Ahora, pasados más de 50 años, coincidimos en Madrid, casi irreconocibles y, quedamos en comer juntos en un conocido restaurante. Allí, nos hemos contado nuestras peripecias acaecidas en el aquel campamento militar y, las ocurridas con posterioridad. Mi contertulio pareció estar necesitado de contar cuanto llevaba oculto durante tantos años y que, no supo o no pudo contar a nadie. Probablemente no encontró en muchos años el interlocutor válido.
Las palabras le fluían a borbotones y, apenas me dejaba hablar. Tenía la imperiosa necesidad de verter al exterior toda la ponzoña que creía llevar y que le tenía poco menos que cautivo. No tardó tiempo en contarme que llamó a su chica y, a escondidas, llevaba una doble vida. “No, Joaquín, no,-afirmaba- no he tenido valor a colgar los hábitos ni a dejar a quien ha sido todavía lo es, el verdadero amor de mi vida. He sido consciente de que canónicamente estoy cometiendo una tropelía y, por tal motivo, pedí una dispensa como cura castrense, y me dediqué a dar clases en un instituto de enseñanza media, de las asignaturas de Latín y Filosofía.

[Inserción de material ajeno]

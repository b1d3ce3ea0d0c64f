//! `config.ini` model: sections of key→value pairs, and the left-fold merge
//! that produces a layer's effective configuration from its parent chain.
//!
//! Parsing/writing is delegated to the `ini` crate; everything above that
//! boundary works on the plain `Config` map so the merge fold stays a pure
//! function over data, never a mutable global (spec Design Note, §9).

use std::collections::BTreeMap;
use std::path::Path;

use crate::error::{Error, Result};

/// A parsed `config.ini`: section name → (key → value).
///
/// Uses `BTreeMap` rather than a hash map so iteration order (and therefore
/// any serialized round-trip) is deterministic, which matters for tests that
/// assert on `config.ini` contents after a merge.
#[derive(Debug, Clone, Default, PartialEq, Eq)]
pub struct Config {
    sections: BTreeMap<String, BTreeMap<String, String>>,
}

impl Config {
    /// Returns an empty configuration — a valid effective configuration per
    /// spec invariant: "the effective configuration of any layer is
    /// defined; the empty configuration is valid."
    #[must_use]
    pub fn empty() -> Self {
        Self::default()
    }

    /// Reads and parses a `config.ini` file. A missing file is treated as an
    /// empty configuration, matching "all optional" in the layer data model.
    pub fn load(path: &Path) -> Result<Self> {
        if !path.exists() {
            return Ok(Self::empty());
        }
        let ini = ini::Ini::load_from_file(path)
            .map_err(|e| Error::ConfigInvalid(format!("{}: {e}", path.display())))?;

        let mut sections = BTreeMap::new();
        for (section, props) in ini.iter() {
            let name = section.unwrap_or("").to_owned();
            let kv = sections.entry(name).or_insert_with(BTreeMap::new);
            for (k, v) in props.iter() {
                kv.insert(k.to_owned(), v.to_owned());
            }
        }
        Ok(Self { sections })
    }

    /// Writes this configuration to `path` as `config.ini`.
    pub fn save(&self, path: &Path) -> Result<()> {
        let mut ini = ini::Ini::new();
        for (section, kv) in &self.sections {
            let mut s = ini.with_section(Some(section.as_str()));
            for (k, v) in kv {
                s.set(k, v);
            }
        }
        ini.write_to_file(path)
            .map_err(|e| Error::Io(std::io::Error::other(e)))
    }

    /// Returns the value of `key` within `section`, if present.
    #[must_use]
    pub fn get(&self, section: &str, key: &str) -> Option<&str> {
        self.sections.get(section)?.get(key).map(String::as_str)
    }

    /// Returns all values for `key` within `section` as written, split on
    /// newlines — used for repeated keys (`env`), which the `ini` crate
    /// represents as a single multi-line value when written by `set_multi`.
    /// For the simpler model here, repeated `env =` lines are instead
    /// accumulated by the caller before `save`, so this simply returns the
    /// one stored value.
    #[must_use]
    pub fn section(&self, section: &str) -> Option<&BTreeMap<String, String>> {
        self.sections.get(section)
    }

    /// Sets `key` within `section`, creating the section if absent.
    pub fn set(&mut self, section: &str, key: &str, value: impl Into<String>) {
        self.sections
            .entry(section.to_owned())
            .or_default()
            .insert(key.to_owned(), value.into());
    }

    /// Merges `other` on top of `self`: every key `other` defines overwrites
    /// the same key in `self`; keys only in `self` are kept.
    fn overlay(&mut self, other: &Config) {
        for (section, kv) in &other.sections {
            let dst = self.sections.entry(section.clone()).or_default();
            for (k, v) in kv {
                dst.insert(k.clone(), v.clone());
            }
        }
    }

    /// Folds an ordered list of per-layer configs, root-first, into the
    /// effective configuration: "starting from the deepest ancestor's
    /// configuration and applying each descendant's configuration in order,
    /// with the descendant overwriting matching keys" (spec §3).
    #[must_use]
    pub fn merge_chain<'a>(root_to_leaf: impl IntoIterator<Item = &'a Config>) -> Config {
        let mut acc = Config::empty();
        for cfg in root_to_leaf {
            acc.overlay(cfg);
        }
        acc
    }
}

/// `[container]` section, recognised keys (spec §6).
#[derive(Debug, Clone, Default, PartialEq, Eq)]
pub struct ContainerConfig {
    /// Shell-split command, `[container] command`.
    pub command: Vec<String>,
    /// `KEY=VALUE` environment entries, `[container] env` (one per line).
    pub env: Vec<String>,
    /// Absolute working directory, `[container] workdir`.
    pub workdir: Option<String>,
    /// Container hostname, `[container] hostname`.
    pub hostname: Option<String>,
    /// `uid[:gid]`, `[container] user`.
    pub user: Option<(u32, Option<u32>)>,
}

/// `[namespaces]` section.
#[derive(Debug, Clone, Copy, PartialEq, Eq)]
pub struct NamespacesConfig {
    /// `host` or `private` (default `private`).
    pub net_host: bool,
}

impl Default for NamespacesConfig {
    fn default() -> Self {
        Self { net_host: false }
    }
}

/// `[storage]` section.
#[derive(Debug, Clone, Copy, PartialEq, Eq)]
pub struct StorageConfig {
    /// Whether the writable top layer lives in a tmpfs (default `true`).
    pub ephemeral: bool,
}

impl Default for StorageConfig {
    fn default() -> Self {
        Self { ephemeral: true }
    }
}

/// `[network]` section.
#[derive(Debug, Clone, Default, PartialEq, Eq)]
pub struct NetworkConfig {
    /// Host interface name to move into the container via the macvlan helper.
    pub macvlan: Option<String>,
    /// Optional MAC address to assign to the moved interface.
    pub macvlan_mac: Option<String>,
}

impl Config {
    /// Interprets the `[container]` section, applying shell-word splitting
    /// to `command` and parsing `user` as `uid[:gid]`.
    pub fn container(&self) -> Result<ContainerConfig> {
        let Some(kv) = self.section("container") else {
            return Ok(ContainerConfig::default());
        };

        let command = match kv.get("command") {
            Some(s) => shell_split(s)?,
            None => Vec::new(),
        };
        let env = kv
            .get("env")
            .map(|s| s.lines().map(str::to_owned).collect())
            .unwrap_or_default();
        let workdir = kv.get("workdir").cloned();
        let hostname = kv.get("hostname").cloned();
        let user = kv.get("user").map(|s| parse_user(s)).transpose()?;

        Ok(ContainerConfig {
            command,
            env,
            workdir,
            hostname,
            user,
        })
    }

    /// Interprets the `[namespaces]` section.
    pub fn namespaces(&self) -> Result<NamespacesConfig> {
        let net_host = match self.get("namespaces", "net") {
            None | Some("private") => false,
            Some("host") => true,
            Some(other) => {
                return Err(Error::ConfigInvalid(format!(
                    "[namespaces] net: expected host|private, got {other}"
                )));
            }
        };
        Ok(NamespacesConfig { net_host })
    }

    /// Interprets the `[storage]` section.
    pub fn storage(&self) -> Result<StorageConfig> {
        let ephemeral = match self.get("storage", "ephemeral") {
            None => true,
            Some("true") => true,
            Some("false") => false,
            Some(other) => {
                return Err(Error::ConfigInvalid(format!(
                    "[storage] ephemeral: expected true|false, got {other}"
                )));
            }
        };
        Ok(StorageConfig { ephemeral })
    }

    /// Interprets the `[network]` section.
    #[must_use]
    pub fn network(&self) -> NetworkConfig {
        NetworkConfig {
            macvlan: self.get("network", "macvlan").map(str::to_owned),
            macvlan_mac: self.get("network", "macvlan_mac").map(str::to_owned),
        }
    }

    /// Sets `[container] command`/`env`/`workdir` from an image's resolved
    /// defaults (spec §4.2 step 4 / §4.3 step 4: "the config blob supplies
    /// the default entrypoint/cmd/env/workdir"). A field left empty/`None`
    /// by the image is simply not written, leaving the key unset (and thus
    /// inheritable from an ancestor, or absent) rather than overwritten with
    /// an empty value.
    pub(crate) fn set_container_defaults(
        &mut self,
        command: &[String],
        env: &[String],
        workdir: Option<&str>,
    ) {
        if !command.is_empty() {
            self.set("container", "command", shell_join(command));
        }
        if !env.is_empty() {
            self.set("container", "env", env.join("\n"));
        }
        if let Some(workdir) = workdir {
            self.set("container", "workdir", workdir);
        }
    }
}

/// Splits a shell-like command string into words, honoring single and
/// double quotes. Minimal by design: no variable expansion, no globbing —
/// `config.ini` commands are meant to be literal argv, not shell scripts.
fn shell_split(s: &str) -> Result<Vec<String>> {
    let mut words = Vec::new();
    let mut current = String::new();
    let mut in_single = false;
    let mut in_double = false;
    let mut started = false;

    for c in s.chars() {
        match c {
            '\'' if !in_double => {
                in_single = !in_single;
                started = true;
            }
            '"' if !in_single => {
                in_double = !in_double;
                started = true;
            }
            c if c.is_whitespace() && !in_single && !in_double => {
                if started {
                    words.push(std::mem::take(&mut current));
                    started = false;
                }
            }
            c => {
                current.push(c);
                started = true;
            }
        }
    }
    if in_single || in_double {
        return Err(Error::ConfigInvalid(format!(
            "unterminated quote in command: {s}"
        )));
    }
    if started {
        words.push(current);
    }
    Ok(words)
}

/// Joins words into a single shell-like command string, the inverse of
/// [`shell_split`]. Quotes a word in double quotes if it contains whitespace
/// or a double quote, preferring single quotes when the word itself
/// contains a `"` but no `'`. A word containing both quote characters has no
/// exact representation in this minimal grammar; it is wrapped in double
/// quotes and the embedded `"` left as-is, which will split incorrectly on
/// re-parse — acceptable since image configs essentially never hit this.
fn shell_join(words: &[String]) -> String {
    words
        .iter()
        .map(|w| {
            let needs_quote = w.is_empty() || w.chars().any(char::is_whitespace) || w.contains('\'') || w.contains('"');
            if !needs_quote {
                w.clone()
            } else if w.contains('"') && !w.contains('\'') {
                format!("'{w}'")
            } else {
                format!("\"{w}\"")
            }
        })
        .collect::<Vec<_>>()
        .join(" ")
}

/// Parses `[container] user = uid[:gid]`.
fn parse_user(s: &str) -> Result<(u32, Option<u32>)> {
    match s.split_once(':') {
        Some((uid, gid)) => {
            let uid = uid
                .parse()
                .map_err(|_| Error::ConfigInvalid(format!("invalid uid: {uid}")))?;
            let gid = gid
                .parse()
                .map_err(|_| Error::ConfigInvalid(format!("invalid gid: {gid}")))?;
            Ok((uid, Some(gid)))
        }
        None => {
            let uid = s
                .parse()
                .map_err(|_| Error::ConfigInvalid(format!("invalid uid: {s}")))?;
            Ok((uid, None))
        }
    }
}

#[cfg(test)]
mod tests {
    use super::*;

    #[test]
    fn merge_overrides_left_to_right() {
        let mut root = Config::empty();
        root.set("container", "workdir", "/root-wd");
        root.set("storage", "ephemeral", "true");

        let mut mid = Config::empty();
        mid.set("container", "workdir", "/mid-wd");

        let mut leaf = Config::empty();
        leaf.set("container", "hostname", "leaf-host");

        let effective = Config::merge_chain([&root, &mid, &leaf]);
        assert_eq!(effective.get("container", "workdir"), Some("/mid-wd"));
        assert_eq!(effective.get("container", "hostname"), Some("leaf-host"));
        assert_eq!(effective.get("storage", "ephemeral"), Some("true"));
    }

    #[test]
    fn empty_chain_is_empty_config() {
        let effective = Config::merge_chain(std::iter::empty());
        assert_eq!(effective, Config::empty());
    }

    #[test]
    fn shell_split_handles_quotes() {
        let words = shell_split(r#"/bin/sh -c "echo 'hi there'""#).unwrap();
        assert_eq!(words, vec!["/bin/sh", "-c", "echo hi there"]);
    }

    #[test]
    fn shell_split_rejects_unterminated_quote() {
        assert!(shell_split("echo \"unterminated").is_err());
    }

    #[test]
    fn shell_join_quotes_words_with_whitespace() {
        let s = shell_join(&["/bin/sh".into(), "-c".into(), "echo hi there".into()]);
        assert_eq!(shell_split(&s).unwrap(), vec!["/bin/sh", "-c", "echo hi there"]);
    }

    #[test]
    fn shell_join_round_trips_plain_words() {
        let words = vec!["/usr/bin/env".to_string(), "bash".to_string()];
        assert_eq!(shell_join(&words), "/usr/bin/env bash");
    }

    #[test]
    fn set_container_defaults_skips_empty_fields() {
        let mut cfg = Config::empty();
        cfg.set_container_defaults(&["/bin/sh".into()], &[], None);
        assert_eq!(cfg.get("container", "command"), Some("/bin/sh"));
        assert_eq!(cfg.get("container", "env"), None);
        assert_eq!(cfg.get("container", "workdir"), None);
    }

    #[test]
    fn user_parses_uid_and_optional_gid() {
        assert_eq!(parse_user("1000").unwrap(), (1000, None));
        assert_eq!(parse_user("1000:1001").unwrap(), (1000, Some(1001)));
        assert!(parse_user("notanumber").is_err());
    }

    #[test]
    fn storage_defaults_to_ephemeral() {
        let cfg = Config::empty();
        assert!(cfg.storage().unwrap().ephemeral);
    }

    #[test]
    fn namespaces_rejects_unknown_net_value() {
        let mut cfg = Config::empty();
        cfg.set("namespaces", "net", "bogus");
        assert!(cfg.namespaces().is_err());
    }
}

Así estuve durante dos cursos escolares pero, siempre surgían el pero, Joaquín, echaba de menos el ejercicio sacerdotal castrense y, como consecuencia, me incorporé, de nuevo. Le miro y, antes de que abra la boca me dice: “Sí, Joaquín, mantengo también a mi familia, son mis pies y mis manos en la vida, a discreta distancia. Tengo la suerte de no ejercer en una parroquia y, al cuartel vengo todos los días y permanezco cuando tengo guardia. El resto del tiempo, lo paso en casa con mi mujer aunque no estamos casados oficialmente”.
Rompe a llorar como una Magdalena. Alza la vista, se enjuga las lágrimas y me dice: “Sigo enamorado de mi novia de toda la vida que ahora, tiene 75 años, pero, a la vez, también sigo enamorado de mi sacerdocio. Por tal motivo, tomé la decisión de convivir con los dos amores de mi vida. ¡Qué gran contradicción!”.
Ahora, el Papa Francisco está derribando barreras pero, para mí ha llegado tarde. Sin embargo, por mi mente pasa pedir audiencia para visitarle en el Vaticano y contarle mi vida. ¿Crees que me recibirá?
“La vida, Joaquín, que pudo ser preciosa, ha significado un verdadero calvario para mí y para mi mujer, que ha sido consecuente con la situación”. La voz se le iba apagando y sabía que le escuchaba con atención.
De pronto irrumpe preguntándose “¿Por qué los curas católicos no pueden casarse como los de otras religiones cristianas?” Sí, Joaquín ¿Por qué?” Nos miramos unos momentos, atónitos, y, tras un silencio sepulcral, nos fundimos en un fuerte abrazo. No tenía otra respuesta.